2.  Positiv-Szenario

 

Die USA treffen nicht einseitig die Entscheidung zum Aufbau einer Raketenabwehr, sondern dem geht eine Einigung mit Moskau über eine Änderung des ABM-Vertrages voraus. Idealerweise würde ein solcher russisch-amerikanischer Kompromiss ebenfalls weitreichende Reduzierungen bei den strategischen Nuklearwaffen beinhalten. Dies wäre ein doppeltes Signal: Amerika würde erstens zeigen, dass sein Abwehrprogramm nicht gegen Russland gerichtet ist und die politische Kooperation weiter gewünscht bleibt, und dass das Programm begrenzt bleiben soll. Den Nicht-Kernwaffenstaaten würde zweitens demonstriert werden können, dass die nukleare Abrüstung voranschreitet, was das Nichtverbreitungsregime stärken würde. Ein Gewinn an Stabilität wäre also die Folge.

 

Angesichts des in den USA derzeit zu beobachtenden Hangs zum Unilateralismus erscheint es keineswegs gesichert, dass das Positiv-Szenario Wirklichkeit wird. Vieles wird hier auch vom Ausgang der amerikanischen Präsidentschafts- und Kongresswahlen abhängen.

 

Eines scheint jedoch sicher: Wenn Europa sich einfach ablehnend den amerikanischen Raketenabwehrplänen gegenüber verhält, wird es auf den politischen Entscheidungsprozess keinen Einfluss haben. Es wird in Washington nur dann gehört werden, wenn es Amerikas Wunsch nach einem begrenzten Schutz ernst nimmt.

 

Im Einzelnen wird es darauf ankommen, Washington von der Notwendigkeit eines Ausgleichs mit Moskau hinsichtlich des ABM-Vertrages zu überzeugen. Auch sollten die USA gedrängt werden, die Rüstungskontrolle als wichtiges Element der Nichtverbreitungspolitik wieder ernster zu nehmen. Denn Rüstungskontrolle und Raketenabwehr schließen sich keineswegs per se aus. Ob Europas Stimme letztlich einflussreich genug sein wird, um eine Entwicklung im Sinne des Negativ-Szenarios zu vermeiden, kann nur die Zukunft zeigen.

 

Literatur:

 

Klaus Arnhold, Die NATO und die Nuklearwaffen, Stiftung Wissenschaft und Politik, Ebenhausen, Januar 2000.

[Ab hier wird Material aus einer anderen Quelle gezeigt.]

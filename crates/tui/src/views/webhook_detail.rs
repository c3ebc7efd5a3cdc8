use crate::app::{App, ViewState};
use crate::detail::{DetailRow, RowKind};
use crate::theme::{self, Theme};
use ratatui::prelude::*;
use ratatui::widgets::{Block, Paragraph, Scrollbar, ScrollbarOrientation, ScrollbarState};
use std::borrow::Cow;

fn content_block() -> Block<'static> {
    Theme::block_dim().padding(Theme::PADDING_COMPACT)
}

fn areas(area: Rect) -> [Rect; 3] {
    Layout::vertical([
        Constraint::Length(1),
        Constraint::Fill(1),
        Constraint::Length(1),
    ])
    .areas(area)
}

/// Inner area the scrollable content is drawn into.
pub fn content_area(area: Rect) -> Rect {
    let [_, body, _] = areas(area);
    content_block().inner(body)
}

pub fn render(frame: &mut Frame, app: &App, area: Rect) {
    let ViewState::Detail {
        scroll, snapshot, ..
    } = &app.view
    else {
        return;
    };
    let [title_area, body_area, scroll_area] = areas(area);

    let title = Line::from(Span::styled(
        format!(" {}", snapshot.title()),
        Style::new().fg(Theme::ACCENT_BLUE).bold(),
    ));
    frame.render_widget(Paragraph::new(title), title_area);

    let inner = content_block().inner(body_area);
    let rows: Cow<'_, [DetailRow]> = if snapshot.wrap_width() == inner.width {
        Cow::Borrowed(snapshot.lines())
    } else {
        Cow::Owned(snapshot.wrapped(inner.width))
    };
    let visible = usize::from(inner.height);
    let start = (*scroll).min(rows.len().saturating_sub(visible));
    let lines: Vec<Line> = rows
        .iter()
        .skip(start)
        .take(visible)
        .map(|row| styled_row(row, &snapshot.method))
        .collect();
    frame.render_widget(Paragraph::new(lines).block(content_block()), body_area);

    if rows.len() > visible {
        let mut scrollbar_state =
            ScrollbarState::new(rows.len().saturating_sub(visible)).position(start);
        let scrollbar = Scrollbar::new(ScrollbarOrientation::VerticalRight)
            .begin_symbol(None)
            .end_symbol(None)
            .thumb_style(Style::new().fg(Theme::TEXT_MUTED));
        frame.render_stateful_widget(
            scrollbar,
            body_area.inner(Margin {
                vertical: 1,
                horizontal: 0,
            }),
            &mut scrollbar_state,
        );
    }

    let indicator = Paragraph::new(Line::from(Span::styled(
        format!("─── {}% ───", app.scroll_percent()),
        Style::new().fg(Theme::TEXT_MUTED),
    )))
    .alignment(Alignment::Center);
    frame.render_widget(indicator, scroll_area);
}

fn styled_row<'a>(row: &'a DetailRow, method: &str) -> Line<'a> {
    let label_style = Style::new().fg(Theme::ACCENT_CYAN).bold();
    match row.kind {
        RowKind::Field => {
            let value_style = if row.label() == "Method:" {
                Style::new().fg(theme::method_color(method)).bold()
            } else {
                Style::new().fg(Theme::TEXT_PRIMARY)
            };
            Line::from(vec![
                Span::styled(row.label(), label_style),
                Span::styled(row.value(), value_style),
            ])
        }
        RowKind::Header => Line::from(vec![
            Span::styled(row.label(), label_style),
            Span::styled(row.value(), Style::new().fg(Theme::TEXT_CONTENT)),
        ]),
        RowKind::Heading => Line::from(Span::styled(
            row.text.as_str(),
            Style::new().fg(Theme::ACCENT_BLUE).bold(),
        )),
        RowKind::Body => Line::from(Span::styled(
            row.text.as_str(),
            Style::new().fg(Theme::ACCENT_GREEN),
        )),
        RowKind::Placeholder => Line::from(Span::styled(
            row.text.as_str(),
            Style::new().fg(Theme::TEXT_MUTED).italic(),
        )),
        RowKind::Blank => Line::raw(""),
    }
}

#[cfg(test)]
mod tests {
    use super::*;
    use crate::app::{AppEvent, Viewport};
    use crossterm::event::{KeyCode, KeyEvent, KeyModifiers};
    use ratatui::Terminal;
    use ratatui::backend::TestBackend;
    use ratatui::buffer::Buffer;
    use webhook_tui_core::{RecordPage, testing};
    use webhook_tui_runtime_config::ListenerSettings;

    fn buffer_to_string(buffer: &Buffer) -> String {
        let area = *buffer.area();
        let mut out = String::new();
        for y in area.top()..area.bottom() {
            for x in area.left()..area.right() {
                out.push_str(buffer[(x, y)].symbol());
            }
            out.push('\n');
        }
        out
    }

    fn render_text(app: &App, width: u16, height: u16) -> String {
        let backend = TestBackend::new(width, height);
        let mut terminal = Terminal::new(backend).expect("terminal");
        terminal
            .draw(|frame| render(frame, app, frame.area()))
            .expect("draw");
        buffer_to_string(terminal.backend().buffer())
    }

    fn press(app: &mut App, code: KeyCode) {
        app.apply(AppEvent::Key(KeyEvent::new(code, KeyModifiers::NONE)));
    }

    fn detail_app(record: webhook_tui_core::WebhookRecord, width: u16, height: u16) -> App {
        let mut app = App::new(ListenerSettings::default());
        press(&mut app, KeyCode::Enter);
        app.apply(AppEvent::PageLoaded(Ok(RecordPage {
            records: vec![record],
            total: 1,
            page: 0,
        })));
        app.set_viewport(Viewport {
            width: content_area(Rect::new(0, 0, width, height)).width,
            height: content_area(Rect::new(0, 0, width, height)).height,
        });
        press(&mut app, KeyCode::Enter);
        app
    }

    #[test]
    fn detail_shows_title_metadata_and_body() {
        let app = detail_app(testing::record_with_body(7, r#"{"event":"test"}"#), 100, 30);
        let text = render_text(&app, 100, 30);
        assert!(text.contains("Webhook #7 Details"));
        assert!(text.contains("Method: POST"));
        assert!(text.contains("Path: /webhook"));
        assert!(text.contains("content-type: application/json"));
        assert!(text.contains(r#""event": "test""#));
        assert!(text.contains("100%"));
    }

    #[test]
    fn scrolled_detail_hides_top_rows() {
        let body = (0..60).map(|i| format!("line {i:02}")).collect::<Vec<_>>().join("\n");
        let mut app = detail_app(testing::record_with_body(1, &body), 80, 20);

        let top = render_text(&app, 80, 20);
        assert!(top.contains("Method: POST"));
        assert!(top.contains("─── 0% ───"));

        press(&mut app, KeyCode::Char('G'));
        let bottom = render_text(&app, 80, 20);
        assert!(!bottom.contains("Method: POST"));
        assert!(bottom.contains("line 59"));
        assert!(bottom.contains("100%"));
    }
}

Joe Cirincione, The Assault on Arms Control, in: The Bulletin of the Atomic Scientists, Januar/Februar 2000, S. 32-37.

Phillipe Eder/Bruno Günter Hofbauer, Raketenabwehr als Antwort auf neue Bedrohungen, in: Österreichische Militärische Zeitschrift Nr. 1/2000, S. 53-60.

Hermann Hagena/Hartwig Hagena/Niklas von Witzendorff, Eine Raketenabwehr für Europa? Probleme und Erfahrungen mit den Systemen MEADS und PAC-3, Stiftung Wissenschaft und Politik, März 2000.

Michael O’Hanlon, Star Wars Strikes Back, in: Foreign Affairs, November/Dezember 1999, S. 68-82.

Joachim Krause, Streit um Raketenabwehr. Ursachen der neuen transatlantischen Krise, in: Internationale Politik Nr. 3/2000, S. 37-42.

Michael Krepon, Missile defense: Not such a bad idea, in: The Bulletin of the Atomic Scientists, Mai/Juni 1999, S. 31-33.

George Lewis/Lisbeth Gronlund/David Wright, National Missile Defense: An Indefensible System, in: Foreign Policy Nr. 117 (Winter 1999-2000), S. 120-137.

Götz Neuneck, „SDI-light“ oder: Was steckt hinter den amerikanischen Raketenabwehrplänen, in: Sicherheit und Frieden Nr. 1/1999, S. 49-57.

Oliver Thränert (Hrsg.), Preventing the Proliferation of Weapons of Mass Destruction: What Role for Arms Control? Berlin/Bonn: Friedrich-Ebert-Stiftung 1999.